Familienfrieden komplett

Nach dem Motto Weltkulturerbe trifft Weltkulturerbe: Eliades Ochoa und Caridad Hierrezuelo brachten den kubanischen Son auf die Museumsinsel

In diesem Jahr brachte das Balazs sein zweites kubanisches Filmfestival mit kubanischem Son ins Rollen. Diese Musik haben dank Wim Wenders viele Leute mittlerweile sowieso eher als Film in ihrem Kopf. Nach den Konzerten von Caridad Hierrezuelo und Eliades Ochoa auf der Museumsinsel wurden dann auch tatsächlich Filme gezeigt.

Wenn „Weltkulturerbe auf Weltkulturerbe“ trifft, so das Motto dieses Abends, dann geht es natürlich auch stilvoll und voller guter Absichten zu: Vor den Konzerten erfahren die rund dreitausend Besucher von einem gutgelaunten Unesco-Mitarbeiter, dass sie mit dem Kauf ihrer Konzertkarte immerhin fünf Mark zur Sanierung der Havannaer Altstadt beigesteuert haben. Die ist nämlich wie die Museumsinsel ein Unesco-Weltkulturerbe.

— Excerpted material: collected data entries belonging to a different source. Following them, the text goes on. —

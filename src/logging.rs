use anyhow::{Context, Result};
use std::io;
use tracing_subscriber::{filter::EnvFilter, layer::SubscriberExt, util::SubscriberInitExt};

/// Log to stderr. `RUST_LOG` wins over `--debug`.
pub fn init_tracing(debug: bool) -> Result<()> {
    let level = if debug { "debug" } else { "warn" };
    let env_filter = EnvFilter::try_from_default_env()
        .or_else(|_| EnvFilter::try_new(format!("rocisc={level}")))
        .context("Failed to create tracing filter")?;

    let layer = tracing_subscriber::fmt::layer()
        .compact()
        .with_writer(io::stderr)
        .with_target(false);

    tracing_subscriber::registry()
        .with(env_filter)
        .with(layer)
        .init();

    Ok(())
}
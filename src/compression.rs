//! Decompressed-size lookups from the few bytes a registry hands back for a range request.
//!
//! Neither function decompresses anything: gzip keeps the original size in its trailer
//! and zstd may declare it in the frame header.

use crate::error::{Error, Result};

/// Number of trailing bytes holding the gzip `ISIZE` field.
pub const GZIP_TRAILER_LEN: usize = 4;

/// Largest possible zstd frame header: magic, descriptor, window, 4-byte dictionary ID and
/// 8-byte content size.
pub const ZSTD_MAX_HEADER_LEN: usize = 18;

const ZSTD_MAGIC: u32 = 0xFD2F_B528;
const FRAME_HEADER_DESCRIPTOR_OFFSET: usize = 4;

/// Original size recorded in a gzip member trailer, modulo 2^32.
///
/// The last four bytes of `buf` are read, so both the bare trailer and a full blob work.
///
/// ```
/// assert_eq!(rocisc::compression::gzip_uncompressed_size(&[0x00, 0x01, 0x00, 0x00]).unwrap(), 256);
/// ```
pub fn gzip_uncompressed_size(buf: &[u8]) -> Result<u64> {
    let start = buf
        .len()
        .checked_sub(GZIP_TRAILER_LEN)
        .ok_or(Error::TruncatedHeader {
            needed: GZIP_TRAILER_LEN,
            actual: buf.len(),
        })?;
    let bytes = read_le::<4>(buf, start)?;
    Ok(u32::from_le_bytes(bytes) as u64)
}

/// Frame content size declared in a zstd frame header.
///
/// See the [zstd frame format](https://github.com/facebook/zstd/blob/dev/doc/zstd_compression_format.md#zstandard-frames).
pub fn zstd_frame_content_size(buf: &[u8]) -> Result<u64> {
    let magic = u32::from_le_bytes(read_le::<4>(buf, 0)?);
    if magic != ZSTD_MAGIC {
        return Err(Error::InvalidZstdMagic(magic));
    }

    let [descriptor] = read_le::<1>(buf, FRAME_HEADER_DESCRIPTOR_OFFSET)?;
    let content_size_flag = descriptor >> 6;
    let single_segment = descriptor & 0b0010_0000 != 0;
    let dictionary_id_flag = descriptor & 0b0000_0011;

    let dictionary_id_len = match dictionary_id_flag {
        3 => 4,
        flag => flag as usize,
    };
    // Window_Descriptor is only present for multi-segment frames
    let window_descriptor_len = if single_segment { 0 } else { 1 };
    let offset = FRAME_HEADER_DESCRIPTOR_OFFSET + 1 + dictionary_id_len + window_descriptor_len;

    match content_size_flag {
        0 => {
            if !single_segment {
                return Err(Error::ZstdContentSizeUnavailable);
            }
            let [size] = read_le::<1>(buf, offset)?;
            Ok(size as u64)
        }
        1 => Ok(u16::from_le_bytes(read_le::<2>(buf, offset)?) as u64 + 256),
        2 => Ok(u32::from_le_bytes(read_le::<4>(buf, offset)?) as u64),
        3 => Ok(u64::from_le_bytes(read_le::<8>(buf, offset)?)),
        flag => Err(Error::InvalidContentSizeFlag(flag)),
    }
}

fn read_le<const N: usize>(buf: &[u8], offset: usize) -> Result<[u8; N]> {
    let needed = offset + N;
    buf.get(offset..needed)
        .and_then(|bytes| bytes.try_into().ok())
        .ok_or(Error::TruncatedHeader {
            needed,
            actual: buf.len(),
        })
}
//! rocisc
//! ======
//!
//! Compressed and uncompressed size of container images, computed against an OCI registry
//! without pulling the layers. Uncompressed layer sizes come from the gzip trailer or the
//! zstd frame header, fetched with HTTP range requests.

pub mod compare;
pub mod compression;
pub mod error;
pub mod format;
pub mod media_types;
pub mod models;
pub mod platform;
pub mod reference;
pub mod registry;

pub use error::{Error, Result};
pub use models::{Comparison, ImageStatistics, ImageSummary};
pub use platform::Platform;
pub use reference::ImageReference;
pub use registry::{RegistryClient, RegistryConfig};
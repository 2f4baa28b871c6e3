use reqwest::StatusCode;

#[derive(Debug, thiserror::Error)]
pub enum Error {
    //
    // Invalid user input or registry content
    //
    #[error("Invalid image reference: {0}")]
    InvalidReference(String),
    #[error("Invalid zstd magic number: {0:#010x}")]
    InvalidZstdMagic(u32),
    #[error("Frame content size not available in zstd header")]
    ZstdContentSizeUnavailable,
    #[error("Invalid value for Frame_Content_Size_flag: {0}")]
    InvalidContentSizeFlag(u8),
    #[error("Header truncated: needed {needed} bytes, got {actual}")]
    TruncatedHeader { needed: usize, actual: usize },
    #[error(transparent)]
    InvalidJson(#[from] serde_json::Error),
    #[error(transparent)]
    InvalidUrl(#[from] url::ParseError),

    //
    // Content this client does not handle
    //
    #[error("Unrecognized media type {0}")]
    UnsupportedMediaType(String),
    #[error("Manifest for image {0} is not a manifest list")]
    NotAManifestList(String),
    #[error("Manifest {0} is not an image manifest")]
    NotAnImageManifest(String),

    //
    // Resolution against the registry
    //
    #[error("Failed to find manifest for os {os} and architecture {architecture} for image {image}")]
    PlatformNotFound {
        os: String,
        architecture: String,
        image: String,
    },

    //
    // Error from OCI registry
    //
    #[error("Response status for {url}: {status}")]
    HttpStatus { url: String, status: StatusCode },
    #[error(transparent)]
    Network(#[from] reqwest::Error),
}

pub type Result<T> = std::result::Result<T, Error>;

Die große, von steinernen Figuren beäugte Bühne zu Füßen des Pergamonmuseums betritt zunächst Caridad Hierrezuelo. Die 75-jährige, knallrot betuchte Sängerin stammt wie all die anderen Protagonisten des Abends nicht aus Havanna, sondern aus dem Osten Kubas. Sie wird nicht müde, in ihren kraftvoll vorgetragenen Sones von ihrer Heimat zu erzählen. Und sie wird auch nicht müde, sich beim Publikum zu bedanken, das mit einem Mojito in den klammen Fingern auf der regenfeuchte Wiese steht und mitwippt oder sich auf mitgebrachten Picknickdecken lümmelt.

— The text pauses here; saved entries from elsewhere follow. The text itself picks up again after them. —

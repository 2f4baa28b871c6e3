use serde::{Deserialize, Serialize};

use crate::reference::ImageReference;

//
// Registry documents
//

/// Manifest response, either an index over platform variants or a single image.
///
/// See [image index](https://github.com/opencontainers/image-spec/blob/v1.0.1/image-index.md)
/// and [image manifest](https://github.com/opencontainers/image-spec/blob/v1.0.1/manifest.md).
#[derive(Debug, Clone, Deserialize)]
#[serde(untagged)]
pub enum Manifest {
    List(ManifestList),
    Image(ImageManifest),
}

#[derive(Debug, Clone, Deserialize)]
#[serde(rename_all = "camelCase")]
pub struct ManifestList {
    pub manifests: Vec<ManifestEntry>,
}

impl ManifestList {
    /// First entry built for the given architecture and OS.
    pub fn find(&self, architecture: &str, os: &str) -> Option<&ManifestEntry> {
        self.manifests.iter().find(|entry| {
            entry
                .platform
                .as_ref()
                .map_or(false, |p| p.architecture == architecture && p.os == os)
        })
    }
}

#[derive(Debug, Clone, Deserialize)]
#[serde(rename_all = "camelCase")]
pub struct ManifestEntry {
    pub digest: String,
    #[serde(default)]
    pub platform: Option<ManifestPlatform>,
}

#[derive(Debug, Clone, Deserialize)]
pub struct ManifestPlatform {
    pub architecture: String,
    pub os: String,
}

#[derive(Debug, Clone, Deserialize)]
#[serde(rename_all = "camelCase")]
pub struct ImageManifest {
    pub config: ConfigDescriptor,
    pub layers: Vec<LayerDescriptor>,
}

#[derive(Debug, Clone, Deserialize)]
pub struct ConfigDescriptor {
    pub size: u64,
}

#[derive(Debug, Clone, Deserialize)]
#[serde(rename_all = "camelCase")]
pub struct LayerDescriptor {
    pub media_type: String,
    /// Compressed size as stored in the registry
    pub size: u64,
    pub digest: String,
}

//
// Statistics
//

/// Sizes of one layer blob.
#[derive(Debug, Clone, Copy, PartialEq, Eq)]
pub struct LayerSize {
    pub compressed: u64,
    pub uncompressed: u64,
}

/// Per-layer sizes of one image plus a trailing entry for its config blob.
///
/// Built in one go by [`ImageStatistics::new`] and read-only afterwards.
#[derive(Debug, Clone, PartialEq)]
pub struct ImageStatistics {
    image: ImageReference,
    compressed_sizes: Vec<u64>,
    uncompressed_sizes: Vec<u64>,
}

impl ImageStatistics {
    /// `layers` must be in manifest order. The config blob is stored uncompressed so it
    /// counts the same on both sides.
    pub fn new(image: ImageReference, layers: &[LayerSize], config_size: u64) -> Self {
        let mut compressed_sizes: Vec<u64> = layers.iter().map(|l| l.compressed).collect();
        let mut uncompressed_sizes: Vec<u64> = layers.iter().map(|l| l.uncompressed).collect();
        compressed_sizes.push(config_size);
        uncompressed_sizes.push(config_size);
        Self {
            image,
            compressed_sizes,
            uncompressed_sizes,
        }
    }

    pub fn image(&self) -> &ImageReference {
        &self.image
    }

    pub fn compressed_sizes(&self) -> &[u64] {
        &self.compressed_sizes
    }

    pub fn uncompressed_sizes(&self) -> &[u64] {
        &self.uncompressed_sizes
    }

    /// Layer sizes in manifest order, without the config entry.
    pub fn layers(&self) -> impl Iterator<Item = LayerSize> + '_ {
        let count = self.total_layers();
        self.compressed_sizes
            .iter()
            .zip(&self.uncompressed_sizes)
            .take(count)
            .map(|(&compressed, &uncompressed)| LayerSize {
                compressed,
                uncompressed,
            })
    }

    pub fn config_size(&self) -> u64 {
        self.compressed_sizes.last().copied().unwrap_or(0)
    }

    pub fn total_compressed_size(&self) -> u64 {
        self.compressed_sizes.iter().sum()
    }

    pub fn total_uncompressed_size(&self) -> u64 {
        self.uncompressed_sizes.iter().sum()
    }

    /// Number of layers. The config entry is not a layer, so this is one less than
    /// `compressed_sizes().len()`.
    pub fn total_layers(&self) -> usize {
        self.compressed_sizes.len().saturating_sub(1)
    }

    /// `1 - compressed / uncompressed`, or 0 for an empty image.
    pub fn space_savings(&self) -> f64 {
        let uncompressed = self.total_uncompressed_size();
        if uncompressed == 0 {
            return 0.0;
        }
        1.0 - self.total_compressed_size() as f64 / uncompressed as f64
    }

    pub fn summary(&self) -> ImageSummary {
        ImageSummary {
            image: self.image.to_string(),
            layers: self.total_layers(),
            compressed_size: self.total_compressed_size(),
            uncompressed_size: self.total_uncompressed_size(),
            space_savings: self.space_savings(),
        }
    }
}

/// Derived totals of one image, as rendered to users.
#[derive(Debug, Clone, PartialEq, Serialize)]
pub struct ImageSummary {
    pub image: String,
    pub layers: usize,
    pub compressed_size: u64,
    pub uncompressed_size: u64,
    pub space_savings: f64,
}

/// Difference between two images, `after - before`.
#[derive(Debug, Clone, PartialEq, Serialize)]
pub struct Comparison {
    pub before: ImageSummary,
    pub after: ImageSummary,
    pub layers_delta: i64,
    pub compressed_delta: i64,
    pub uncompressed_delta: i64,
    /// Change of space savings in percentage points
    pub savings_delta: f64,
}

#[cfg(test)]
mod tests {
    use super::*;

    fn two_layer_stats() -> ImageStatistics {
        ImageStatistics::new(
            ImageReference::new("library/ubuntu", "24.04"),
            &[
                LayerSize {
                    compressed: 29_715_000,
                    uncompressed: 80_624_303,
                },
                LayerSize {
                    compressed: 1_000,
                    uncompressed: 1_000,
                },
            ],
            1_632,
        )
    }

    #[test]
    fn totals_include_config() {
        let stats = two_layer_stats();
        assert_eq!(stats.total_layers(), 2);
        assert_eq!(stats.compressed_sizes().len(), 3);
        assert_eq!(stats.uncompressed_sizes().len(), 3);
        assert_eq!(stats.total_compressed_size(), 29_717_632);
        assert_eq!(stats.total_uncompressed_size(), 80_626_935);
        assert_eq!(stats.config_size(), 1_632);
    }

    #[test]
    fn space_savings() {
        let stats = two_layer_stats();
        let expected = 1.0 - 29_717_632.0 / 80_626_935.0;
        assert!((stats.space_savings() - expected).abs() < 1e-12);
        assert!((stats.space_savings() - 0.6314).abs() < 1e-4);
    }

    #[test]
    fn space_savings_of_empty_image() {
        let stats = ImageStatistics::new(ImageReference::new("scratch", "latest"), &[], 0);
        assert_eq!(stats.total_layers(), 0);
        assert_eq!(stats.space_savings(), 0.0);
    }

    #[test]
    fn layers_skip_config() {
        let stats = two_layer_stats();
        let layers: Vec<_> = stats.layers().collect();
        assert_eq!(layers.len(), 2);
        assert_eq!(layers[1].compressed, 1_000);
    }

    #[test]
    fn manifest_list_document() {
        let doc = r#"{
            "schemaVersion": 2,
            "mediaType": "application/vnd.oci.image.index.v1+json",
            "manifests": [
                {"digest": "sha256:aaa", "size": 424, "platform": {"architecture": "arm64", "os": "linux", "variant": "v8"}},
                {"digest": "sha256:bbb", "size": 424, "platform": {"architecture": "amd64", "os": "linux"}},
                {"digest": "sha256:ccc", "size": 566}
            ]
        }"#;
        let Manifest::List(list) = serde_json::from_str(doc).unwrap() else {
            panic!("expected a manifest list");
        };
        assert_eq!(list.find("amd64", "linux").unwrap().digest, "sha256:bbb");
        assert!(list.find("amd64", "windows").is_none());
    }

    #[test]
    fn image_manifest_document() {
        let doc = r#"{
            "schemaVersion": 2,
            "mediaType": "application/vnd.oci.image.manifest.v1+json",
            "config": {"mediaType": "application/vnd.oci.image.config.v1+json", "size": 2295, "digest": "sha256:cfg"},
            "layers": [
                {"mediaType": "application/vnd.oci.image.layer.v1.tar+gzip", "size": 29715337, "digest": "sha256:l1"}
            ]
        }"#;
        let Manifest::Image(manifest) = serde_json::from_str(doc).unwrap() else {
            panic!("expected an image manifest");
        };
        assert_eq!(manifest.config.size, 2295);
        assert_eq!(manifest.layers[0].size, 29_715_337);
    }

    #[test]
    fn malformed_document() {
        assert!(serde_json::from_str::<Manifest>(r#"{"layers": "nope"}"#).is_err());
    }
}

Als der Star des Abends, Gitarrist und Sänger Eliades Ochoa, den Staffelstab übernimmt, sind die Hüftschwünge der Zuhörer schon sicherer und die Wetterlage ist es auch. Doch kein Konzert wolle er geben, sagt Ochoa, vielmehr habe er sich mit seinem fünfköpfigen Cuarteto Patria zu einer Art Familientreffen hier eingefunden.

Damit stößt der 53-jährige Youngster des Buena Vista Social Club durchaus auf offene Ohren. Als er pünktlich nach einer halben Stunde das wohl lang ersehnte „Chan Chan“ beschert, ist der Familienfrieden komplett. Doch letztlich sind es die vielen Sones und Guarachas seiner eigenen Platten „Sublime Ilusión“ und „Tributo al Cuarteto Patria“, auf die der Santiaguero an diesem Abend mit verlässlicher musikalischer Souveränität vertraut. Genauso wie auf die Spanischkenntnisse seiner Zuhörer, denen er in kleinen Statements seinen Stolz auf die traditionelle Musik und die Bauern Kubas kredenzt.

Nach zwei Zugaben und einer Jamsession mit Caridad und ihrem Sextett überlässt Ochoa das Publikum seiner Euphorie und verweist auf den anschließend auf einer großen Leinwand folgenden Film „Lágrimas Negras“.